It's never been a better or worse time to be an iOS developer

On the last Accidental Tech Podcast, Marco Arment identified the growing friction on the iOS platform

December 12, 2014
Jonathan Libov

I'm proud to say that this is my first post that's regurgitating someone else's content. I made it almost two years without pulling a Bleacher Report.

I listened to the latest Accidental Tech Podcast episode on the way into the office this morning. Prompted by the recent flurry of capricious rejections by Apple's review team that both put out a few developers and left many others scratching their head (see here, here, here, and here), Marco spelled out a host of other reasons why many of the advantages that iOS developers once enjoyed are slowly eroding:

  • Least importantly, Apple app review team is doing the only thing worse than being paternalistic: Being inscrutably and inconsistently paternalistic. Developers may not fear app review these days, but any developer would be justified in experiencing extra trepidation. How do you commit to spending time on a Today Widget or even the Watch if you can't be sure that your app will be approved?

  • We may have reached peak iPad in 2014. iPad sales are declining. I've never upgraded since iPad 1, and while I greatly lament being stuck on iOS 5, I mainly use my iPad for video anyway and it does the trick. The roominess of the iPhone 5 and especially the 6 make me even less urgent to upgrade. If you're an iOS developer reading this paragraph, you may not feel so enthused about spending time on iPad development.
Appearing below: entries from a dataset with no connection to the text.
pub mod config;
pub mod error;
pub mod models;
pub mod routes;
pub mod services;

use std::sync::Arc;

use axum::{routing::get, Router};
use tower::ServiceBuilder;
use tower_http::cors::CorsLayer;
use tower_http::trace::TraceLayer;
use tracing_subscriber::{layer::SubscriberExt, util::SubscriberInitExt};

use crate::config::Config;
use crate::services::catalog::CatalogClient;

/// Shared application state
#[derive(Clone)]
pub struct AppState {
    pub catalog: Arc<CatalogClient>,
}

impl AppState {
    pub fn new(catalog: CatalogClient) -> Self {
        Self {
            catalog: Arc::new(catalog),
        }
    }
}

/// Build the router with all routes.
pub fn app(state: AppState) -> Router {
    Router::new()
        .route("/health", get(health_check))
        .route("/api/courses", get(routes::courses::list))
        .route("/api/courses/{course_id}", get(routes::courses::get))
        .route(
            "/api/courses/{course_id}/questions",
            get(routes::courses::questions),
        )
        .layer(
            ServiceBuilder::new()
                .layer(TraceLayer::new_for_http())
                .layer(CorsLayer::permissive()),
        )
        .with_state(state)
}

pub async fn run() -> anyhow::Result<()> {
    dotenvy::dotenv().ok();

    tracing_subscriber::registry()
        .with(tracing_subscriber::EnvFilter::new(
            std::env::var("RUST_LOG").unwrap_or_else(|_| "info".into()),
        ))
        .with(tracing_subscriber::fmt::layer())
        .init();

    let config = Config::from_env()?;

    tracing::info!("Using course catalog at {}", config.catalog_api_base);
    let catalog = CatalogClient::new(&config.catalog_api_base, config.catalog_timeout)?;

    let app = app(AppState::new(catalog));

    let addr = config.bind_addr();
    tracing::info!("Starting server on {}", addr);

    let listener = tokio::net::TcpListener::bind(&addr).await?;
    axum::serve(listener, app).await?;

    Ok(())
}

async fn health_check() -> &'static str {
    "OK"
}
//! Core types for the quiz viewer.

use serde::{Deserialize, Deserializer, Serialize};

/// Status value the catalog uses for courses that should be listed.
pub const ACTIVE_STATUS: &str = "active";

/// A course entry from the remote catalog.
#[derive(Debug, Clone, PartialEq, Eq, Serialize, Deserialize)]
pub struct Course {
    #[serde(alias = "course_id", deserialize_with = "string_or_number")]
    pub id: String,
    #[serde(alias = "course_name", default)]
    pub name: String,
    #[serde(alias = "course_description", default)]
    pub description: String,
    /// File name of the question set, relative to the resources endpoint.
    #[serde(alias = "course_file", default)]
    pub resource_file: String,
    #[serde(default)]
    pub status: String,
}

impl Course {
    /// Whether the catalog marks this course as listed.
    pub fn is_active(&self) -> bool {
        self.status == ACTIVE_STATUS
    }
}

/// A multiple-choice question as delivered by the question source.
#[derive(Debug, Clone, PartialEq, Eq, Serialize, Deserialize)]
pub struct Question {
    #[serde(alias = "question", default)]
    pub text: String,
    #[serde(default)]
    pub options: Vec<String>,
    #[serde(default)]
    pub answers: Vec<String>,
    #[serde(
        alias = "numOptions",
        default,
        deserialize_with = "lenient_count",
        skip_serializing_if = "Option::is_none"
    )]
    pub num_options: Option<u32>,
}

/// How the canonical answers of a question are compared against its options.
#[derive(Debug, Clone, Copy, PartialEq, Eq, Serialize, Deserialize)]
#[serde(rename_all = "snake_case")]
pub enum AnswerMode {
    /// Every answer token is a single letter A-F.
    Letter,
    /// At least one answer token is free text.
    Text,
}

/// Display data for one option of a question.
#[derive(Debug, Clone, PartialEq, Eq, Serialize, Deserialize)]
pub struct OptionMatch {
    pub letter: String,
    pub display_text: String,
    pub is_correct: bool,
}

/// A question with every option evaluated against its answers.
#[derive(Debug, Clone, PartialEq, Eq, Serialize, Deserialize)]
pub struct MatchedQuestion {
    pub text: String,
    pub options: Vec<OptionMatch>,
    /// Canonical answer tokens, in order.
    pub answers: Vec<String>,
    pub answer_mode: AnswerMode,
    #[serde(skip_serializing_if = "Option::is_none")]
    pub num_options: Option<u32>,
}

/// Accepts ids encoded either as JSON strings or numbers.
fn string_or_number<'de, D>(deserializer: D) -> std::result::Result<String, D::Error>
where
    D: Deserializer<'de>,
{
    #[derive(Deserialize)]
    #[serde(untagged)]
    enum Id {
        Text(String),
        Number(serde_json::Number),
    }

    Ok(match Id::deserialize(deserializer)? {
        Id::Text(s) => s,
        Id::Number(n) => n.to_string(),
    })
}

/// Reads a count sent as an integer, an integral float or a numeric string.
/// Anything else decodes as `None`.
fn lenient_count<'de, D>(deserializer: D) -> std::result::Result<Option<u32>, D::Error>
where
    D: Deserializer<'de>,
{
    let value = Option::<serde_json::Value>::deserialize(deserializer)?;
    Ok(value.as_ref().and_then(count_from_value))
}

fn count_from_value(value: &serde_json::Value) -> Option<u32> {
    match value {
        serde_json::Value::Number(n) => match n.as_u64() {
            Some(count) => u32::try_from(count).ok(),
            None => n
                .as_f64()
                .filter(|f| f.fract() == 0.0 && *f >= 0.0 && *f <= f64::from(u32::MAX))
                .map(|f| f as u32),
        },
        serde_json::Value::String(s) => {
            let trimmed = s.trim();
            trimmed
                .parse::<u32>()
                .ok()
                .or_else(|| count_from_value(&serde_json::Value::from(trimmed.parse::<f64>().ok()?)))
        }
        _ => None,
    }
}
  • Immense competition has brought prices down in the App Store. Rather than charging for your app, you need to both plan and engineer mechanics for in-app purchase or native advertising.

  • Android slowly gets better. There are massive network effects around the iOS and Objective-C communities that are difficult to overcome — network effects, after all, are what has kept Java so prominent in the face of superior languages — but if Google were somehow able to improve monetization patterns the way they have with design and user experience on Android, then, well, money talks.

  • Most importantly, iOS development is, gulp, fragmented. Between the 3.7", 4", 4.7" and 5.5" iPhones on the market, two iPad sizes, chips dating back to the A5, Today widgets and soon the Watch and the Car, there's no longer a one-size-for-all that made iOS development in the early going so fluid and explosive. And it's not just engineering. All these screen sizes also require design work — I just came out with an app and I cringe when I see how it looks on iPhone 4's and 6 Plus's — and marketing material — a Universal app in 5 languages would require 150 screenshots for the App Store!

Of course the sky isn't exactly falling. There are more iOS users than ever earning more for developers than ever. With the decline of the Samsung Galaxy line, iPhone and iPad are the only two rock-solid brands in mobile. Swift — still a moving target — might do for iOS development what Rails did for web development. And iOS developers are still in short supply: Being an iOS developer can be a lucrative career (though Android is apparently neck-and-neck).

The latter is an important point, though: The more pain points, fragmentation, uncertainty (especially in the face of a Capricious Paternalist) and ruthless competition there is in the iOS ecosystem, the wiser it might be for iOS developers to federate and share the risk and uncertainty. Or, perhaps, go elsewhere.